Het recentste boek dat ik las was genaamd “THE 4TH PHASE OF WATER”.
Een man genaamd Dr. Gerald Pollack van de Universiteit van Washington, voorafgegaan door het werk van vele anderen in het verleden, heeft definitief aangetoond dat water een “vierde fase” heeft; een toestand die qua eigenschappen sterk verschilt van vast, vloeibaar en gas.

Kortom, wanneer water een hydrofiel oppervlak ontmoet, begint het ongewoon gestructureerd te worden zoals een kristal. Wanneer een watermolecule (H²O) zich aan dit vloeibaar kristallijne rooster hecht, werpt het een proton af, waardoor de algemene chemische formule van deze toestand H³O² wordt.
Omdat het een positief geladen proton heeft verloren, is deze “vierde fase” -zone negatief geladen in vergelijking met de rest van het water, dat positief is geladen door de toevoeging van protonen (H +).
Onderzoek heeft aangewezen dat de zone net naast het hydrofiel oppervlak de eigenschap heeft om molecules uit te sluiten, en te verdringen naar het positief geladen deel. Hierdoor wordt er gesproken over een “Exclusion Zone” of EZ, omdat het alle andere moleculen behalve water “uitsluit”.

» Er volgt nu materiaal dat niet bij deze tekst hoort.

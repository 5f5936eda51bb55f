use std::collections::BTreeMap;

use chrono::{DateTime, Utc};
use serde::{Deserialize, Serialize};

use super::conceptual::ConceptualBeing;
use super::cosmic::CosmicCreator;
use super::demigod::DemiGod;
use super::dungeon::{BossSlot, BossType, Dungeon};
use super::entity::{EntityBase, EntityType, Generated};
use super::event::WorldEvent;
use super::geography::Geography;
use super::lineage::{FamilyLineage, FamilyMember};
use super::organization::Organization;
use super::primordial::PrimordialBeing;
use super::race::MortalRace;
use super::standout::StandoutMortal;
use crate::id::EntityId;

/// Immutable result of one generation run.
#[derive(Debug, Clone, PartialEq, Serialize, Deserialize)]
#[serde(rename_all = "camelCase")]
pub struct GeneratedWorld {
    pub seed: String,
    pub primordials: Vec<PrimordialBeing>,
    pub cosmic_creators: Vec<CosmicCreator>,
    pub geography: Vec<Geography>,
    pub conceptual_beings: Vec<ConceptualBeing>,
    pub demi_gods: Vec<DemiGod>,
    pub mortal_races: Vec<MortalRace>,
    pub organizations: Vec<Organization>,
    pub standout_mortals: Vec<StandoutMortal>,
    pub dungeons: Vec<Dungeon>,
    pub family_members: Vec<FamilyMember>,
    pub family_lineages: Vec<FamilyLineage>,
    pub world_events: Vec<WorldEvent>,
    pub generated_at: DateTime<Utc>,
}

/// Borrowed view of any entity, tagged with its `type` when serialized.
#[derive(Debug, Clone, Copy, Serialize)]
#[serde(tag = "type", rename_all = "snake_case")]
pub enum EntityRef<'a> {
    PrimordialBeing(&'a PrimordialBeing),
    CosmicCreator(&'a CosmicCreator),
    Geography(&'a Geography),
    ConceptualBeing(&'a ConceptualBeing),
    DemiGod(&'a DemiGod),
    MortalRace(&'a MortalRace),
    Organization(&'a Organization),
    StandoutMortal(&'a StandoutMortal),
    Dungeon(&'a Dungeon),
    FamilyLineage(&'a FamilyLineage),
    FamilyMember(&'a FamilyMember),
}

impl<'a> EntityRef<'a> {
    pub fn base(&self) -> &'a EntityBase {
        match *self {
            EntityRef::PrimordialBeing(e) => e.base(),
            EntityRef::CosmicCreator(e) => e.base(),
            EntityRef::Geography(e) => e.base(),
            EntityRef::ConceptualBeing(e) => e.base(),
            EntityRef::DemiGod(e) => e.base(),
            EntityRef::MortalRace(e) => e.base(),
            EntityRef::Organization(e) => e.base(),
            EntityRef::StandoutMortal(e) => e.base(),
            EntityRef::Dungeon(e) => e.base(),
            EntityRef::FamilyLineage(e) => e.base(),
            EntityRef::FamilyMember(e) => e.base(),
        }
    }

    pub fn entity_type(&self) -> EntityType {
        match self {
            EntityRef::PrimordialBeing(_) => EntityType::PrimordialBeing,
            EntityRef::CosmicCreator(_) => EntityType::CosmicCreator,
            EntityRef::Geography(_) => EntityType::Geography,
            EntityRef::ConceptualBeing(_) => EntityType::ConceptualBeing,
            EntityRef::DemiGod(_) => EntityType::DemiGod,
            EntityRef::MortalRace(_) => EntityType::MortalRace,
            EntityRef::Organization(_) => EntityType::Organization,
            EntityRef::StandoutMortal(_) => EntityType::StandoutMortal,
            EntityRef::Dungeon(_) => EntityType::Dungeon,
            EntityRef::FamilyLineage(_) => EntityType::FamilyLineage,
            EntityRef::FamilyMember(_) => EntityType::FamilyMember,
        }
    }
}

/// A boss slot together with the dungeon it guards.
#[derive(Debug, Clone, Copy, Serialize)]
#[serde(rename_all = "camelCase")]
pub struct BossRecord<'a> {
    pub dungeon_id: &'a EntityId,
    pub dungeon_name: &'a str,
    pub is_final: bool,
    #[serde(flatten)]
    pub slot: &'a BossSlot,
}

impl GeneratedWorld {
    /// Every entity, in pipeline execution order.
    pub fn entities(&self) -> Vec<EntityRef<'_>> {
        let mut all = Vec::with_capacity(self.entity_count());
        all.extend(self.primordials.iter().map(EntityRef::PrimordialBeing));
        all.extend(self.cosmic_creators.iter().map(EntityRef::CosmicCreator));
        all.extend(self.geography.iter().map(EntityRef::Geography));
        all.extend(self.mortal_races.iter().map(EntityRef::MortalRace));
        all.extend(self.conceptual_beings.iter().map(EntityRef::ConceptualBeing));
        all.extend(self.demi_gods.iter().map(EntityRef::DemiGod));
        all.extend(self.organizations.iter().map(EntityRef::Organization));
        all.extend(self.standout_mortals.iter().map(EntityRef::StandoutMortal));
        all.extend(self.dungeons.iter().map(EntityRef::Dungeon));
        all.extend(self.family_lineages.iter().map(EntityRef::FamilyLineage));
        all.extend(self.family_members.iter().map(EntityRef::FamilyMember));
        all
    }

    pub fn entity_count(&self) -> usize {
        self.primordials.len()
            + self.cosmic_creators.len()
            + self.geography.len()
            + self.conceptual_beings.len()
            + self.demi_gods.len()
            + self.mortal_races.len()
            + self.organizations.len()
            + self.standout_mortals.len()
            + self.dungeons.len()
            + self.family_lineages.len()
            + self.family_members.len()
    }

    pub fn find(&self, id: &EntityId) -> Option<EntityRef<'_>> {
        self.entities().into_iter().find(|e| &e.base().id == id)
    }

    /// Every boss slot across all dungeons.
    pub fn bosses(&self) -> Vec<BossRecord<'_>> {
        self.dungeons
            .iter()
            .flat_map(|d| {
                d.final_boss
                    .iter()
                    .map(move |slot| (d, true, slot))
                    .chain(d.mid_bosses.iter().map(move |slot| (d, false, slot)))
            })
            .map(|(d, is_final, slot)| BossRecord {
                dungeon_id: &d.base.id,
                dungeon_name: &d.base.name,
                is_final,
                slot,
            })
            .collect()
    }

    /// Count of entities per type tag.
    pub fn counts(&self) -> BTreeMap<&'static str, usize> {
        let mut counts = BTreeMap::new();
        for e in self.entities() {
            *counts.entry(e.entity_type().as_str()).or_insert(0) += 1;
        }
        counts
    }

    /// Fill the snapshot-time projections: creator `creations`,
    /// organization `leader_id` and mortal `lair_id`.
    pub(crate) fn resolve_projections(&mut self) {
        let mut children: BTreeMap<EntityId, Vec<EntityId>> = BTreeMap::new();
        for e in self.entities() {
            if let Some(parent) = &e.base().parent_id {
                children
                    .entry(parent.clone())
                    .or_default()
                    .push(e.base().id.clone());
            }
        }
        for creator in &mut self.cosmic_creators {
            creator.creations = children.remove(&creator.base.id).unwrap_or_default();
        }

        let leaders: BTreeMap<EntityId, EntityId> = self
            .standout_mortals
            .iter()
            .filter_map(|m| m.leads.clone().map(|org| (org, m.base.id.clone())))
            .collect();
        for org in &mut self.organizations {
            org.leader_id = leaders.get(&org.base.id).cloned();
        }

        let mut lairs: BTreeMap<EntityId, EntityId> = BTreeMap::new();
        for record in self.bosses() {
            if record.slot.boss_type != BossType::DemiGod {
                lairs
                    .entry(record.slot.boss_id.clone())
                    .or_insert_with(|| record.dungeon_id.clone());
            }
        }
        for mortal in &mut self.standout_mortals {
            mortal.lair_id = lairs.remove(&mortal.base.id);
        }
    }
}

Door negatieve en positieve deeltje of partikels te scheiden van elkaar, onstaat er een batterij.
Een batterij heeft ook een positief en negatief geladen zone. Als zodanig hebben ze bewezen dat elektriciteit kan worden gewonnen uit dit water met een gescheiden lading, zelfs genoeg om een gloeilamp aan te steken. Het meest interessante wat ze ontdekten is dat de “EZ” veroorzaakt wordt door infrarode (IR) lichtenergie.
Infrarood is een frequentie net voorbij de rand van het zichtbare spectrum. Het is overal aanwezig en wordt constant uitgestraald door levende en niet-levende objecten die het hebben geabsorbeerd, omdat het de meest voorkomende frequentie van licht is dat de aarde vanuit de zon bereikt. 42% van het zonlicht dat tot aan de aarde komt, is infrarood licht. Hierdoor kunnen infraroodcamera’s ervoor zorgen dat iemand alle objecten kan zien, zelfs als er geen zichtbaar licht is.


In volume zijn we 2/3 water. Als je alle moleculen in je lichaam zou tellen, zijn 99% van de molecules watermoleculen. Onderzoekers weten al lang dat het water in onze cellen niet lijkt op water in een glas; het is veel meer gestructureerd en geordend. Maar de conventionele opvatting was net dat water een soort medium is waarin leven voorkomt, en het heeft niet veel meer een functie daarbuiten. Kortom, het is gewoon “daar”. Maar dit kan niet verder van de waarheid zijn.
Een paar decennia geleden bewees een bioloog met de naam Gilbert Ling, wiens werk leidde tot de oprichting van de MRI-machine, dat een zeer belangrijk deel van de theorieën waarvoor een man met de naam Peter Mitchell een Nobelprijs had gewonnen, niet correct was. Meer specifiek brak het de tweede wet van de thermodynamica, wat betekent dat de theorie meer energie gebruikte dan opleverde. Door natuurkundigen wordt gezegd dat als jouw theorie deze wet overtreedt, jouw theorie verkeerd is omdat energie niet uit het niets kan komen. Ling theoretiseerde dat niet ATP de enzymatische flux in de biologie aanstuurde, maar iets anders. Met andere woorden ontdekte hij dat Mitchell’s ATP-theorieën niet alle energie konden verklaren die een organisme daadwerkelijk gebruikt.
Water is de batterij die energie levert voor de functies van het leven, en zijn energie komt uit zonlicht.
Bronnen:
“The Fourth Phase Of Water” by Gerald Pollack.